### Work order
Scan the entries line by line and return those with "Some".

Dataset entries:
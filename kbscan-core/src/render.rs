//! Markdown surrogate and latest-map rendering
//!
//! A surrogate is YAML front matter plus fixed sections. Rendering is
//! pure string assembly over already-redacted content; nothing here
//! touches the filesystem.

use crate::error::Result;
use crate::version::{LatestEntry, VersionOrdinal};
use serde::Serialize;
use std::collections::BTreeMap;
use std::path::PathBuf;

/// Everything known about one scanned document, after extraction,
/// classification and redaction.
#[derive(Debug, Clone)]
pub struct DocRecord {
    pub doc_id: String,
    pub title: String,
    pub path: String,
    pub rel_path: String,
    pub format: String,
    pub size_bytes: u64,
    pub updated_at: String,
    pub mtime_epoch: i64,
    pub content_hash: Option<String>,
    pub system: Option<String>,
    pub screen_id: Option<String>,
    pub doc_type: Option<String>,
    pub version_key: String,
    pub ordinal: VersionOrdinal,
    pub headings: Vec<String>,
    pub preview: String,
    pub summary: String,
    pub keywords: Vec<String>,
    pub raw_metadata: BTreeMap<String, String>,
    pub aliases: Vec<PathBuf>,
}

#[derive(Serialize)]
struct FrontMatter<'a> {
    doc_id: &'a str,
    title: &'a str,
    path: &'a str,
    rel_path: &'a str,
    format: &'a str,
    size_bytes: u64,
    updated_at: &'a str,
    #[serde(skip_serializing_if = "Option::is_none")]
    content_hash: Option<&'a str>,
    #[serde(skip_serializing_if = "Option::is_none")]
    system: Option<&'a str>,
    #[serde(skip_serializing_if = "Option::is_none")]
    screen_id: Option<&'a str>,
    #[serde(skip_serializing_if = "Option::is_none")]
    doc_type: Option<&'a str>,
    version_key: &'a str,
}

/// Render one document surrogate. Empty sections are omitted rather
/// than rendered as placeholders.
pub fn render_document(record: &DocRecord) -> Result<String> {
    let front = FrontMatter {
        doc_id: &record.doc_id,
        title: &record.title,
        path: &record.path,
        rel_path: &record.rel_path,
        format: &record.format,
        size_bytes: record.size_bytes,
        updated_at: &record.updated_at,
        content_hash: record.content_hash.as_deref(),
        system: record.system.as_deref(),
        screen_id: record.screen_id.as_deref(),
        doc_type: record.doc_type.as_deref(),
        version_key: &record.version_key,
    };

    let mut out = String::new();
    out.push_str("---\n");
    out.push_str(&serde_yaml::to_string(&front)?);
    out.push_str("---\n\n");

    out.push_str(&format!("# {}\n\n", record.title));

    out.push_str("## PATH\n\n");
    out.push_str(&format!("{}\n", record.path));

    if !record.aliases.is_empty() {
        out.push_str("\n## ALIASES (shortcuts / links)\n\n");
        for alias in &record.aliases {
            out.push_str(&format!("- {}\n", alias.display()));
        }
    }

    out.push_str("\n## METADATA\n\n");
    out.push_str(&format!("- format: {}\n", record.format));
    out.push_str(&format!("- size_bytes: {}\n", record.size_bytes));
    out.push_str(&format!("- updated_at: {}\n", record.updated_at));
    if let Some(system) = &record.system {
        out.push_str(&format!("- system: {}\n", system));
    }
    if let Some(screen_id) = &record.screen_id {
        out.push_str(&format!("- screen_id: {}\n", screen_id));
    }
    if let Some(doc_type) = &record.doc_type {
        out.push_str(&format!("- doc_type: {}\n", doc_type));
    }
    for (key, value) in &record.raw_metadata {
        out.push_str(&format!("- {}: {}\n", key, value));
    }

    if !record.headings.is_empty() {
        out.push_str("\n## HEADINGS\n\n");
        for heading in &record.headings {
            out.push_str(&format!("- {}\n", heading));
        }
    }

    if !record.preview.is_empty() {
        out.push_str("\n## PREVIEW (limited)\n\n");
        out.push_str(&format!("{}\n", record.preview));
    }

    if !record.summary.is_empty() {
        out.push_str("\n## SUMMARY\n\n");
        out.push_str(&format!("{}\n", record.summary));
    }

    if !record.keywords.is_empty() {
        out.push_str("\n## KEYWORDS\n\n");
        out.push_str(&format!("{}\n", record.keywords.join(", ")));
    }

    Ok(out)
}

/// Render the latest-document map: one block per group, in key order.
pub fn render_latest_map(entries: &[LatestEntry<'_>], generated_at: &str) -> String {
    let mut out = String::new();
    out.push_str("# latest_map\n\n");
    out.push_str(&format!("generated_at: {}\n", generated_at));

    for entry in entries {
        out.push_str(&format!(
            "\n## {} / {} / {}\n\n",
            entry.key.system, entry.key.screen_id, entry.key.doc_type
        ));
        out.push_str(&format!("- latest: {}\n", entry.winner.title));
        out.push_str(&format!("- path: {}\n", entry.winner.path));
        out.push_str(&format!("- updated_at: {}\n", entry.winner.updated_at));
        out.push_str(&format!("- version_key: {}\n", entry.winner.version_key));
        out.push_str(&format!("- candidates: {}\n", entry.members));
    }
    out
}

#[cfg(test)]
mod tests {
    use super::*;
    use crate::classify::Classification;
    use crate::version::{GroupMember, VersionResolver};

    fn record() -> DocRecord {
        DocRecord {
            doc_id: "0011223344556677".to_string(),
            title: "SCR-001_design_v2".to_string(),
            path: "/srv/share/ordering/SCR-001_design_v2.docx".to_string(),
            rel_path: "ordering/SCR-001_design_v2.docx".to_string(),
            format: "docx".to_string(),
            size_bytes: 4096,
            updated_at: "2024-03-15T10:00:00".to_string(),
            mtime_epoch: 1_710_496_800_000,
            content_hash: None,
            system: Some("ordering".to_string()),
            screen_id: Some("SCR-001".to_string()),
            doc_type: Some("design".to_string()),
            version_key: "P2-D00000000-V002000000000-R000-M0000000000".to_string(),
            ordinal: VersionOrdinal::default(),
            headings: vec!["Overview".to_string(), "Layout".to_string()],
            preview: "The login screen shows two fields.".to_string(),
            summary: "The login screen shows two fields.".to_string(),
            keywords: vec!["login".to_string(), "screen".to_string()],
            raw_metadata: BTreeMap::new(),
            aliases: vec![PathBuf::from("/srv/share/links/latest_design.lnk")],
        }
    }

    #[test]
    fn test_front_matter_fences_and_fields() {
        let md = render_document(&record()).unwrap();
        assert!(md.starts_with("---\n"));
        let close = md.find("\n---\n").unwrap();
        let front = &md[4..close + 1];
        assert!(front.contains("doc_id: '0011223344556677'") || front.contains("doc_id: \"0011223344556677\"") || front.contains("doc_id: 0011223344556677"));
        assert!(front.contains("system: ordering"));
        assert!(front.contains("version_key:"));
        assert!(!front.contains("content_hash"));
    }

    #[test]
    fn test_sections_present() {
        let md = render_document(&record()).unwrap();
        assert!(md.contains("# SCR-001_design_v2\n"));
        assert!(md.contains("## PATH\n"));
        assert!(md.contains("## ALIASES (shortcuts / links)\n"));
        assert!(md.contains("- /srv/share/links/latest_design.lnk\n"));
        assert!(md.contains("## HEADINGS\n\n- Overview\n- Layout\n"));
        assert!(md.contains("## PREVIEW (limited)\n"));
        assert!(md.contains("## KEYWORDS\n\nlogin, screen\n"));
    }

    #[test]
    fn test_empty_sections_omitted() {
        let mut r = record();
        r.aliases.clear();
        r.headings.clear();
        r.summary.clear();
        r.keywords.clear();
        let md = render_document(&r).unwrap();
        assert!(!md.contains("## ALIASES"));
        assert!(!md.contains("## HEADINGS"));
        assert!(!md.contains("## SUMMARY"));
        assert!(!md.contains("## KEYWORDS"));
        assert!(md.contains("## PATH"));
        assert!(md.contains("## METADATA"));
    }

    #[test]
    fn test_latest_map_rendering() {
        let mut resolver = VersionResolver::new(true);
        let identity = Classification {
            system: Some("ordering".into()),
            screen_id: Some("SCR-001".into()),
            doc_type: Some("design".into()),
        };
        resolver.insert(
            &identity,
            GroupMember {
                title: "SCR-001_design_v2".to_string(),
                path: "ordering/SCR-001_design_v2.docx".to_string(),
                updated_at: "2024-03-15T10:00:00".to_string(),
                version_key: "P2-D00000000-V002000000000-R000-M0000000000".to_string(),
                ordinal: VersionOrdinal {
                    priority: 2,
                    semver: [2, 0, 0, 0],
                    ..VersionOrdinal::default()
                },
            },
        );

        let entries = resolver.latest();
        let md = render_latest_map(&entries, "2024-03-16T00:00:00");
        assert!(md.starts_with("# latest_map\n"));
        assert!(md.contains("generated_at: 2024-03-16T00:00:00\n"));
        assert!(md.contains("## ordering / SCR-001 / design\n"));
        assert!(md.contains("- latest: SCR-001_design_v2\n"));
        assert!(md.contains("- candidates: 1\n"));
    }
}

### The completed task
    if let Some(system) = &record.system {
    if let Some(screen_id) = &record.screen_id {
    if let Some(doc_type) = &record.doc_type {
            system: Some("ordering".to_string()),
            screen_id: Some("SCR-001".to_string()),
            doc_type: Some("design".to_string()),
            system: Some("ordering".into()),
            screen_id: Some("SCR-001".into()),
            doc_type: Some("design".into()),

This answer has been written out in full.